Profiling the water column to achieve both high vertical and horizontal resolution from a moving vessel in deep water is difficult. All current solutions, such as CTD tow-yo?s, moving vessel profilers and undulating tow bodies are significantly limited by ship speed or water depth, especially beyond 100 meters. As a consequence it is difficult to obtain oceanographic sections with sufficient resolution to identify many relevant scales.
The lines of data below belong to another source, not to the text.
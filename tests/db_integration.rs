/// Integration tests against the NWAC weather database
///
/// These tests verify:
/// 1. The station table can be listed and codes map back to AWS IDs
/// 2. Precipitation readings for a known winter week can be fetched
/// 3. Fetched readings bin into AM/PM buckets without integrity errors
///
/// Prerequisites:
/// - PostgreSQL with the weatherdata_station and weatherdata_measurement tables
/// - DATABASE_URL set in .env
///
/// Run with: cargo test --test db_integration -- --ignored --test-threads=1

use std::env;

use chrono::NaiveDate;
use postgres::Client;

use nwac_wx_service::analysis::binning::{aggregate, reading_window, PolicyTable};
use nwac_wx_service::ingest::db::{self, DbError};
use nwac_wx_service::model::Granularity;
use nwac_wx_service::stations::find_station;

// ---------------------------------------------------------------------------
// Test Helpers
// ---------------------------------------------------------------------------

fn get_test_client() -> Client {
    dotenv::dotenv().ok();
    let database_url = env::var("DATABASE_URL").expect("DATABASE_URL must be set");
    db::connect(&database_url).unwrap_or_else(|e| {
        eprintln!("\n{}\n", "=".repeat(80));
        eprintln!("INTEGRATION TEST SETUP ERROR");
        eprintln!("{}", "=".repeat(80));
        eprintln!("\nCould not connect to {}: {}\n", database_url, e);
        panic!("Database connection failed");
    })
}

fn d(y: i32, m: u32, day: u32) -> NaiveDate {
    NaiveDate::from_ymd_opt(y, m, day).unwrap()
}

// ---------------------------------------------------------------------------
// Tests
// ---------------------------------------------------------------------------

#[test]
#[ignore]
fn test_list_stations() {
    let mut client = get_test_client();
    let stations = db::list_stations(&mut client).expect("station query should succeed");
    assert!(!stations.is_empty(), "station table is empty");

    let ids: Vec<i32> = stations.iter().map(|s| s.id).collect();
    let mut sorted = ids.clone();
    sorted.sort_unstable();
    assert_eq!(ids, sorted, "stations must come back ordered by id");

    let known = stations
        .iter()
        .filter_map(|s| s.aws_id())
        .filter(|id| find_station(id).is_some())
        .count();
    println!("{} stations, {} in the registry", stations.len(), known);
}

#[test]
#[ignore]
fn test_fetch_and_bin_precipitation() {
    let mut client = get_test_client();
    let policy = PolicyTable::nwac_default();
    let (first, last) = (d(2019, 1, 1), d(2019, 1, 7));
    let (start, end) = reading_window(first, last);

    let readings = db::fetch_readings(&mut client, &["HUR", "MTB"], &["precipitation"], first, last, &policy)
        .expect("readings query should succeed");
    assert!(readings.iter().all(|r| r.time > start && r.time <= end));
    assert!(readings.iter().all(|r| r.station == "HUR" || r.station == "MTB"));

    let records = aggregate(&readings, &["precipitation"], Granularity::AmPm, &policy)
        .expect("precipitation has no integrity checks");
    assert!(records.len() <= 2 * 7 * 2, "at most two halves per day per station");
    assert!(records.iter().all(|r| r.key.date >= first && r.key.date <= last));
}

#[test]
#[ignore]
fn test_fetch_rejects_excluded_field() {
    let mut client = get_test_client();
    let err = db::fetch_readings(
        &mut client,
        &["HUR"],
        &["station_id"],
        d(2019, 1, 1),
        d(2019, 1, 1),
        &PolicyTable::nwac_default(),
    )
    .unwrap_err();
    assert!(matches!(err, DbError::NotADataField(_)));
}
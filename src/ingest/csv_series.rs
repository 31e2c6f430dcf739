//! Loader for the bias-correction CSV.
//!
//! The file has a `Date` column followed by four columns per station,
//! `<SSS>1` through `<SSS>4`. Column 1 is the observed 24-hour
//! precipitation and column 4 the forecast; 2 and 3 are ignored.
//! Blank cells mean no data and load as NaN.

use std::collections::BTreeMap;
use std::fmt;
use std::fs::File;
use std::io::{BufReader, Read};
use std::path::Path;

use chrono::{NaiveDate, NaiveDateTime};

use crate::model::StationDay;

pub const DATE_COLUMN: &str = "Date";
pub const OBSERVED_SUFFIX: &str = "1";
pub const FORECAST_SUFFIX: &str = "4";

const DATE_FORMATS: &[&str] = &["%Y-%m-%d", "%m/%d/%Y", "%Y%m%d"];

// ---------------------------------------------------------------------------
// Errors
// ---------------------------------------------------------------------------

#[derive(Debug)]
pub enum IngestError {
    Io(std::io::Error),
    Csv(csv::Error),
    MissingColumn(String),
    BadDate { line: usize, value: String },
    BadValue { line: usize, column: String, value: String },
}

impl fmt::Display for IngestError {
    fn fmt(&self, f: &mut fmt::Formatter<'_>) -> fmt::Result {
        match self {
            IngestError::Io(e) => write!(f, "I/O error: {}", e),
            IngestError::Csv(e) => write!(f, "CSV error: {}", e),
            IngestError::MissingColumn(col) => write!(f, "Missing column: {}", col),
            IngestError::BadDate { line, value } => {
                write!(f, "Line {}: unparseable date '{}'", line, value)
            }
            IngestError::BadValue { line, column, value } => {
                write!(f, "Line {}: unparseable value '{}' in column {}", line, value, column)
            }
        }
    }
}

impl std::error::Error for IngestError {}

impl From<std::io::Error> for IngestError {
    fn from(e: std::io::Error) -> Self {
        IngestError::Io(e)
    }
}

impl From<csv::Error> for IngestError {
    fn from(e: csv::Error) -> Self {
        IngestError::Csv(e)
    }
}

// ---------------------------------------------------------------------------
// Parsing helpers
// ---------------------------------------------------------------------------

/// Parses the date formats seen in the CSV exports, including a trailing
/// midnight time.
pub fn parse_date(value: &str) -> Option<NaiveDate> {
    let value = value.trim();
    DATE_FORMATS
        .iter()
        .find_map(|fmt| NaiveDate::parse_from_str(value, fmt).ok())
        .or_else(|| {
            NaiveDateTime::parse_from_str(value, "%Y-%m-%d %H:%M:%S")
                .ok()
                .map(|dt| dt.date())
        })
}

fn parse_value(value: &str) -> Option<f64> {
    let value = value.trim();
    if value.is_empty() || value.eq_ignore_ascii_case("nan") {
        return Some(f64::NAN);
    }
    value.parse().ok()
}

// ---------------------------------------------------------------------------
// Table
// ---------------------------------------------------------------------------

/// The date-filtered contents of a bias-correction CSV, column by column.
#[derive(Debug, Clone, PartialEq)]
pub struct BiasTable {
    pub dates: Vec<NaiveDate>,
    columns: BTreeMap<String, Vec<f64>>,
}

impl BiasTable {
    /// Reads every row whose date lies in `start..=end`.
    pub fn from_reader<R: Read>(reader: R, start: NaiveDate, end: NaiveDate) -> Result<Self, IngestError> {
        let mut rdr = csv::ReaderBuilder::new()
            .trim(csv::Trim::All)
            .from_reader(reader);

        let headers = rdr.headers()?.clone();
        let date_idx = headers
            .iter()
            .position(|h| h == DATE_COLUMN)
            .ok_or_else(|| IngestError::MissingColumn(DATE_COLUMN.to_string()))?;

        let value_columns: Vec<(usize, String)> = headers
            .iter()
            .enumerate()
            .filter(|(i, _)| *i != date_idx)
            .map(|(i, h)| (i, h.to_string()))
            .collect();

        let mut dates = Vec::new();
        let mut columns: BTreeMap<String, Vec<f64>> =
            value_columns.iter().map(|(_, h)| (h.clone(), Vec::new())).collect();

        for (idx, result) in rdr.records().enumerate() {
            // Header is line 1.
            let line = idx + 2;
            let record = result?;

            let raw_date = record.get(date_idx).unwrap_or("");
            let date = parse_date(raw_date).ok_or_else(|| IngestError::BadDate {
                line,
                value: raw_date.to_string(),
            })?;
            if date < start || date > end {
                continue;
            }

            for (i, header) in &value_columns {
                let raw = record.get(*i).unwrap_or("");
                let value = parse_value(raw).ok_or_else(|| IngestError::BadValue {
                    line,
                    column: header.clone(),
                    value: raw.to_string(),
                })?;
                if let Some(column) = columns.get_mut(header) {
                    column.push(value);
                }
            }
            dates.push(date);
        }

        Ok(Self { dates, columns })
    }

    pub fn from_path(path: &Path, start: NaiveDate, end: NaiveDate) -> Result<Self, IngestError> {
        let file = File::open(path)?;
        Self::from_reader(BufReader::new(file), start, end)
    }

    /// Station prefixes that have both an observation and a forecast column.
    pub fn stations(&self) -> Vec<String> {
        self.columns
            .keys()
            .filter_map(|h| h.strip_suffix(OBSERVED_SUFFIX))
            .filter(|prefix| {
                self.columns
                    .contains_key(&format!("{}{}", prefix, FORECAST_SUFFIX))
            })
            .map(String::from)
            .collect()
    }

    /// The observation/forecast series for one station.
    pub fn station_series(&self, station: &str) -> Result<Vec<StationDay>, IngestError> {
        let obs = self.column(&format!("{}{}", station, OBSERVED_SUFFIX))?;
        let fcst = self.column(&format!("{}{}", station, FORECAST_SUFFIX))?;
        Ok(self
            .dates
            .iter()
            .zip(obs.iter().zip(fcst))
            .map(|(&date, (&observed, &forecast))| StationDay { date, observed, forecast })
            .collect())
    }

    fn column(&self, name: &str) -> Result<&Vec<f64>, IngestError> {
        self.columns
            .get(name)
            .ok_or_else(|| IngestError::MissingColumn(name.to_string()))
    }
}

// ---------------------------------------------------------------------------
// Tests
// ---------------------------------------------------------------------------
//! Command line access to the NWAC weather database.
//!
//! Lists stations, or fetches readings for a date range and optionally
//! bins them daily or into AM/PM halves:
//!
//! ```text
//! kleio -s 20190101 -e 20190107 --bin ampm -L HUR MTB -F precipitation
//! ```

use std::error::Error;
use std::path::PathBuf;
use std::process::ExitCode;

use chrono::NaiveDate;
use clap::{Parser, ValueEnum};

use nwac_wx_service::analysis::binning::{aggregate, PolicyTable};
use nwac_wx_service::config::{Config, DEFAULT_CONFIG_FILE};
use nwac_wx_service::ingest::db;
use nwac_wx_service::logging::{self, Component};
use nwac_wx_service::model::Granularity;
use nwac_wx_service::report;
use nwac_wx_service::stations::default_daily_stations;

#[derive(Debug, Clone, Copy, ValueEnum)]
enum Bin {
    None,
    Daily,
    Ampm,
}

impl From<Bin> for Granularity {
    fn from(bin: Bin) -> Self {
        match bin {
            Bin::None => Granularity::None,
            Bin::Daily => Granularity::Daily,
            Bin::Ampm => Granularity::AmPm,
        }
    }
}

#[derive(Parser)]
#[command(name = "kleio", about = "Provides access to the NWAC database.")]
struct Args {
    /// List all weather stations
    #[arg(short = 'S', long = "list-stations")]
    list_stations: bool,

    /// Print query in lieu of outputting data from DB
    #[arg(short = 'q', long = "print-query")]
    print_query: bool,

    /// Start date, YYYYMMDD
    #[arg(short = 's')]
    start: Option<String>,

    /// End date, YYYYMMDD (inclusive); defaults to the start date
    #[arg(short = 'e')]
    end: Option<String>,

    /// Time binning
    #[arg(long = "bin", value_enum, default_value = "none")]
    bin: Bin,

    /// Stations by AWS ID
    #[arg(short = 'L', num_args = 1..)]
    stations: Vec<String>,

    /// Sensor fields to fetch
    #[arg(short = 'F', num_args = 1.., default_value = "precipitation")]
    fields: Vec<String>,

    /// Emit JSON instead of text columns
    #[arg(long)]
    json: bool,

    /// Config file
    #[arg(short = 'c', long = "config", default_value = DEFAULT_CONFIG_FILE)]
    config: PathBuf,
}

fn parse_yyyymmdd(value: &str) -> Result<NaiveDate, String> {
    NaiveDate::parse_from_str(value, "%Y%m%d")
        .map_err(|_| format!("Invalid date '{}': expected YYYYMMDD", value))
}

fn list_stations(args: &Args, config: &Config) -> Result<(), Box<dyn Error>> {
    if args.print_query {
        println!("{}", db::list_stations_query());
        return Ok(());
    }

    let mut client = db::connect(&config.database_url())?;
    for station in db::list_stations(&mut client)? {
        let aws_id = match station.aws_id() {
            Some(id) => id,
            None => {
                logging::warn(Component::Database, Some(station.code.as_str()), "Unexpected format for station code");
                station.code.as_str()
            }
        };
        println!("{:3} {:3} {}", station.id, aws_id, station.title);
    }
    Ok(())
}

fn readings(args: &Args, config: &Config) -> Result<(), Box<dyn Error>> {
    let start = args
        .start
        .as_deref()
        .ok_or("A start date (-s) is required unless listing stations")?;
    let first = parse_yyyymmdd(start)?;
    let last = match args.end.as_deref() {
        Some(end) => parse_yyyymmdd(end)?,
        None => first,
    };
    if last < first {
        return Err(format!("End {} is before start {}", last, first).into());
    }

    let stations: Vec<&str> = if args.stations.is_empty() {
        default_daily_stations()
    } else {
        args.stations.iter().map(String::as_str).collect()
    };
    let fields: Vec<&str> = args.fields.iter().map(String::as_str).collect();
    let policy = PolicyTable::nwac_default();

    let query = db::build_readings_query(&fields, &policy)?;
    if args.print_query {
        println!("{}", db::describe_readings_query(&query, &stations, first, last));
        return Ok(());
    }

    let mut client = db::connect(&config.database_url())?;
    let readings = db::fetch_readings(&mut client, &stations, &fields, first, last, &policy)
        .inspect_err(|e| logging::log_db_failure(None, "fetch readings", e))?;

    match Granularity::from(args.bin) {
        Granularity::None => {
            if args.json {
                println!("{}", report::readings_to_json(&readings)?);
            } else {
                for reading in &readings {
                    println!("{}", report::format_reading_line(reading, &fields));
                }
            }
        }
        granularity => {
            let records = aggregate(&readings, &fields, granularity, &policy)?;
            logging::debug(
                Component::Binning,
                None,
                &format!("{} readings folded into {} buckets", readings.len(), records.len()),
            );
            if args.json {
                println!("{}", report::records_to_json(&records)?);
            } else {
                for record in &records {
                    println!("{}", report::format_bucket_line(record, &fields));
                }
            }
        }
    }
    Ok(())
}

fn run(args: Args) -> Result<(), Box<dyn Error>> {
    dotenv::dotenv().ok();
    let config = Config::load(&args.config)?;
    logging::init_logger(config.log_level()?, config.log_file.as_deref(), false);

    if args.list_stations {
        list_stations(&args, &config)
    } else {
        readings(&args, &config)
    }
}

fn main() -> ExitCode {
    match run(Args::parse()) {
        Ok(()) => ExitCode::SUCCESS,
        Err(e) => {
            eprintln!("Error: {}", e);
            ExitCode::FAILURE
        }
    }
}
The PI?s request funding to design and build a versatile depth-independent system using flying vehicles which slide up and down a towed wire in a controlled manner using the lift created by wing foils. Prior work has demonstrated the viability of the proposed concept. Scale model tests have shown a wide range of achievable glide slopes for cable angles between vertical and 45 degrees. The wing foils provide a novel low power method of propulsion along the cable, in similar fashion to a sailboat sailing up wind, that utilizes the free stream velocity of the wire moving through the water. Tests have also demonstrated effective isolation of cable strum vibration from the towed flyer body using several spring mount concepts.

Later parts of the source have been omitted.